--- Data for this exercise Enclosed Below ---

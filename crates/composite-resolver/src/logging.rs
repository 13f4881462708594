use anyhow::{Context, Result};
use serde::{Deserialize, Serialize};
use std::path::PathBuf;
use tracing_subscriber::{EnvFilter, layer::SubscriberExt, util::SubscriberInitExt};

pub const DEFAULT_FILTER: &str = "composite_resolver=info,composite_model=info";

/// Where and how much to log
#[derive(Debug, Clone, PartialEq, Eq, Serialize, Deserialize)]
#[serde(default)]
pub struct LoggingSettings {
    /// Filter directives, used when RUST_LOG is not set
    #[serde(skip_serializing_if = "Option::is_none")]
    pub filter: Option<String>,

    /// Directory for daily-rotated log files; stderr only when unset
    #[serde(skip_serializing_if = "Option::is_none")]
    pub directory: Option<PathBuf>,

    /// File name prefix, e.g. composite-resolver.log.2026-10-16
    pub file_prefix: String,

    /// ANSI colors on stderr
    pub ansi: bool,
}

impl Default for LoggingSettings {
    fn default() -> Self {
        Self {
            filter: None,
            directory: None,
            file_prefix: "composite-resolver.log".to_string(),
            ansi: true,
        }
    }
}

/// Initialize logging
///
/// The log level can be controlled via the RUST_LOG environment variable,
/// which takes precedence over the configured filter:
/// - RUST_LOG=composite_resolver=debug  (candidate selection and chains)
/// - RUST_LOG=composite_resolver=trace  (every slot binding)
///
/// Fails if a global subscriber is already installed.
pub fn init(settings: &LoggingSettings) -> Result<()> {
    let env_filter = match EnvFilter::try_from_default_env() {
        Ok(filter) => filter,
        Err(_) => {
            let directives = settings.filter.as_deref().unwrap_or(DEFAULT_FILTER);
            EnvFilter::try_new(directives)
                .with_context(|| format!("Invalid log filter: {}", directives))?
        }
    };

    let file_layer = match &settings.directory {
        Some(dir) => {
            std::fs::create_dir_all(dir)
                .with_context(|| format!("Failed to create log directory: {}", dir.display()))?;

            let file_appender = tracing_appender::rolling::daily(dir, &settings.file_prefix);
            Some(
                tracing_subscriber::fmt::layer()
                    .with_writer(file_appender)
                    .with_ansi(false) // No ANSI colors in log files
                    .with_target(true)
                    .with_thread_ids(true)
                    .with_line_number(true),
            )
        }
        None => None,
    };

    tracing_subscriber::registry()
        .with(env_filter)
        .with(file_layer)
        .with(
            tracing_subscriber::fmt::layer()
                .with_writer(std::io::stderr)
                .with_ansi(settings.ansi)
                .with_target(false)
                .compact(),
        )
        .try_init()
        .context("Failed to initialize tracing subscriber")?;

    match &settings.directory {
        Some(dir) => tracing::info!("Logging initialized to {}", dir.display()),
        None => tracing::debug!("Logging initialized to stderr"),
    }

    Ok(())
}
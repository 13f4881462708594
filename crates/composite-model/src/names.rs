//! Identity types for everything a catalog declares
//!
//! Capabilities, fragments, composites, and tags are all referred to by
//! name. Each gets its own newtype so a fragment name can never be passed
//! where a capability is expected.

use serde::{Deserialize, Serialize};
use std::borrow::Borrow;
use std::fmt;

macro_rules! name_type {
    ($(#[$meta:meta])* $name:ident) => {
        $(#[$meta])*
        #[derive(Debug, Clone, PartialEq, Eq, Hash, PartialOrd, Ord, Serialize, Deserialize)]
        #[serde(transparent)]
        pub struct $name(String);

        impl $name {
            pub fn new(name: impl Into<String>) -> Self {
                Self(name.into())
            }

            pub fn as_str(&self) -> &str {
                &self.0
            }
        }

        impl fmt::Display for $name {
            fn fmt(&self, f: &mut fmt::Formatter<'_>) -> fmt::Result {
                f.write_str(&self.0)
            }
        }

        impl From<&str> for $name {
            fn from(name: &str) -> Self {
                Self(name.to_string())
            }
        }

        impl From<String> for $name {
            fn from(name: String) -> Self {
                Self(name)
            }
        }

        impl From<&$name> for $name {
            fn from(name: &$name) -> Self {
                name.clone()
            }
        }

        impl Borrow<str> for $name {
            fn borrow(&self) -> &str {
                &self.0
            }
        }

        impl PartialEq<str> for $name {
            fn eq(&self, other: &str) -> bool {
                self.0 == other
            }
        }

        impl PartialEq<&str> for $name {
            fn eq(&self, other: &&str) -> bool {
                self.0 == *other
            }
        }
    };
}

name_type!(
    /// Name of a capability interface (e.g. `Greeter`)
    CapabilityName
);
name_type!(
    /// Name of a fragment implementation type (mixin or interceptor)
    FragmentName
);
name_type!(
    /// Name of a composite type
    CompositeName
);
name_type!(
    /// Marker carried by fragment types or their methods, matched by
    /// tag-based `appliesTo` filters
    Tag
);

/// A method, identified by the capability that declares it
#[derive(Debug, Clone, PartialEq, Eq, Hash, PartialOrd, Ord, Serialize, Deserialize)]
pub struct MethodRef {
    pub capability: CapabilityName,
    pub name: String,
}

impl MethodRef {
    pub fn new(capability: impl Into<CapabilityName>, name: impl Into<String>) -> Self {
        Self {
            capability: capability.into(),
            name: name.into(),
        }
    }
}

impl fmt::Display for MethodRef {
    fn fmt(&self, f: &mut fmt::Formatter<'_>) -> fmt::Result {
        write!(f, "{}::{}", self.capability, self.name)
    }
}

--- End of Enclosed Data for this exercise ---

#### Task item
Every entry is to be printed exactly as given.

#### Answer box
filename crates/composite-resolver/src/logging.rs
repository 13f4881462708594
use anyhow::{Context, Result};
use serde::{Deserialize, Serialize};
use std::path::PathBuf;
use tracing_subscriber::{EnvFilter, layer::SubscriberExt, util::SubscriberInitExt};

pub const DEFAULT_FILTER: &str = "composite_resolver=info,composite_model=info";

/// Where and how much to log
#[derive(Debug, Clone, PartialEq, Eq, Serialize, Deserialize)]
#[serde(default)]
pub struct LoggingSettings {
    /// Filter directives, used when RUST_LOG is not set
    #[serde(skip_serializing_if = "Option::is_none")]
    pub filter: Option<String>,

    /// Directory for daily-rotated log files; stderr only when unset
    #[serde(skip_serializing_if = "Option::is_none")]
    pub directory: Option<PathBuf>,

    /// File name prefix, e.g. composite-resolver.log.2026-10-16
    pub file_prefix: String,

    /// ANSI colors on stderr
    pub ansi: bool,
}

impl Default for LoggingSettings {
    fn default() -> Self {
        Self {
            filter: None,
            directory: None,
            file_prefix: "composite-resolver.log".to_string(),
            ansi: true,
        }
    }
}

/// Initialize logging
///
/// The log level can be controlled via the RUST_LOG environment variable,
/// which takes precedence over the configured filter:
/// - RUST_LOG=composite_resolver=debug  (candidate selection and chains)
/// - RUST_LOG=composite_resolver=trace  (every slot binding)
///
/// Fails if a global subscriber is already installed.
pub fn init(settings: &LoggingSettings) -> Result<()> {
    let env_filter = match EnvFilter::try_from_default_env() {
        Ok(filter) => filter,
        Err(_) => {
            let directives = settings.filter.as_deref().unwrap_or(DEFAULT_FILTER);
            EnvFilter::try_new(directives)
                .with_context(|| format!("Invalid log filter: {}", directives))?
        }
    };

    let file_layer = match &settings.directory {
        Some(dir) => {
            std::fs::create_dir_all(dir)
                .with_context(|| format!("Failed to create log directory: {}", dir.display()))?;

            let file_appender = tracing_appender::rolling::daily(dir, &settings.file_prefix);
            Some(
                tracing_subscriber::fmt::layer()
                    .with_writer(file_appender)
                    .with_ansi(false) // No ANSI colors in log files
                    .with_target(true)
                    .with_thread_ids(true)
                    .with_line_number(true),
            )
        }
        None => None,
    };

    tracing_subscriber::registry()
        .with(env_filter)
        .with(file_layer)
        .with(
            tracing_subscriber::fmt::layer()
                .with_writer(std::io::stderr)
                .with_ansi(settings.ansi)
                .with_target(false)
                .compact(),
        )
        .try_init()
        .context("Failed to initialize tracing subscriber")?;

    match &settings.directory {
        Some(dir) => tracing::info!("Logging initialized to {}", dir.display()),
        None => tracing::debug!("Logging initialized to stderr"),
    }

    Ok(())
}
repository 13f4881462708594
filename crates/composite-model/src/names.rs
//! Identity types for everything a catalog declares
//!
//! Capabilities, fragments, composites, and tags are all referred to by
//! name. Each gets its own newtype so a fragment name can never be passed
//! where a capability is expected.

use serde::{Deserialize, Serialize};
use std::borrow::Borrow;
use std::fmt;

macro_rules! name_type {
    ($(#[$meta:meta])* $name:ident) => {
        $(#[$meta])*
        #[derive(Debug, Clone, PartialEq, Eq, Hash, PartialOrd, Ord, Serialize, Deserialize)]
        #[serde(transparent)]
        pub struct $name(String);

        impl $name {
            pub fn new(name: impl Into<String>) -> Self {
                Self(name.into())
            }

            pub fn as_str(&self) -> &str {
                &self.0
            }
        }

        impl fmt::Display for $name {
            fn fmt(&self, f: &mut fmt::Formatter<'_>) -> fmt::Result {
                f.write_str(&self.0)
            }
        }

        impl From<&str> for $name {
            fn from(name: &str) -> Self {
                Self(name.to_string())
            }
        }

        impl From<String> for $name {
            fn from(name: String) -> Self {
                Self(name)
            }
        }

        impl From<&$name> for $name {
            fn from(name: &$name) -> Self {
                name.clone()
            }
        }

        impl Borrow<str> for $name {
            fn borrow(&self) -> &str {
                &self.0
            }
        }

        impl PartialEq<str> for $name {
            fn eq(&self, other: &str) -> bool {
                self.0 == other
            }
        }

        impl PartialEq<&str> for $name {
            fn eq(&self, other: &&str) -> bool {
                self.0 == *other
            }
        }
    };
}

name_type!(
    /// Name of a capability interface (e.g. `Greeter`)
    CapabilityName
);
name_type!(
    /// Name of a fragment implementation type (mixin or interceptor)
    FragmentName
);
name_type!(
    /// Name of a composite type
    CompositeName
);
name_type!(
    /// Marker carried by fragment types or their methods, matched by
    /// tag-based `appliesTo` filters
    Tag
);

/// A method, identified by the capability that declares it
#[derive(Debug, Clone, PartialEq, Eq, Hash, PartialOrd, Ord, Serialize, Deserialize)]
pub struct MethodRef {
    pub capability: CapabilityName,
    pub name: String,
}

impl MethodRef {
    pub fn new(capability: impl Into<CapabilityName>, name: impl Into<String>) -> Self {
        Self {
            capability: capability.into(),
            name: name.into(),
        }
    }
}

impl fmt::Display for MethodRef {
    fn fmt(&self, f: &mut fmt::Formatter<'_>) -> fmt::Result {
        write!(f, "{}::{}", self.capability, self.name)
    }
}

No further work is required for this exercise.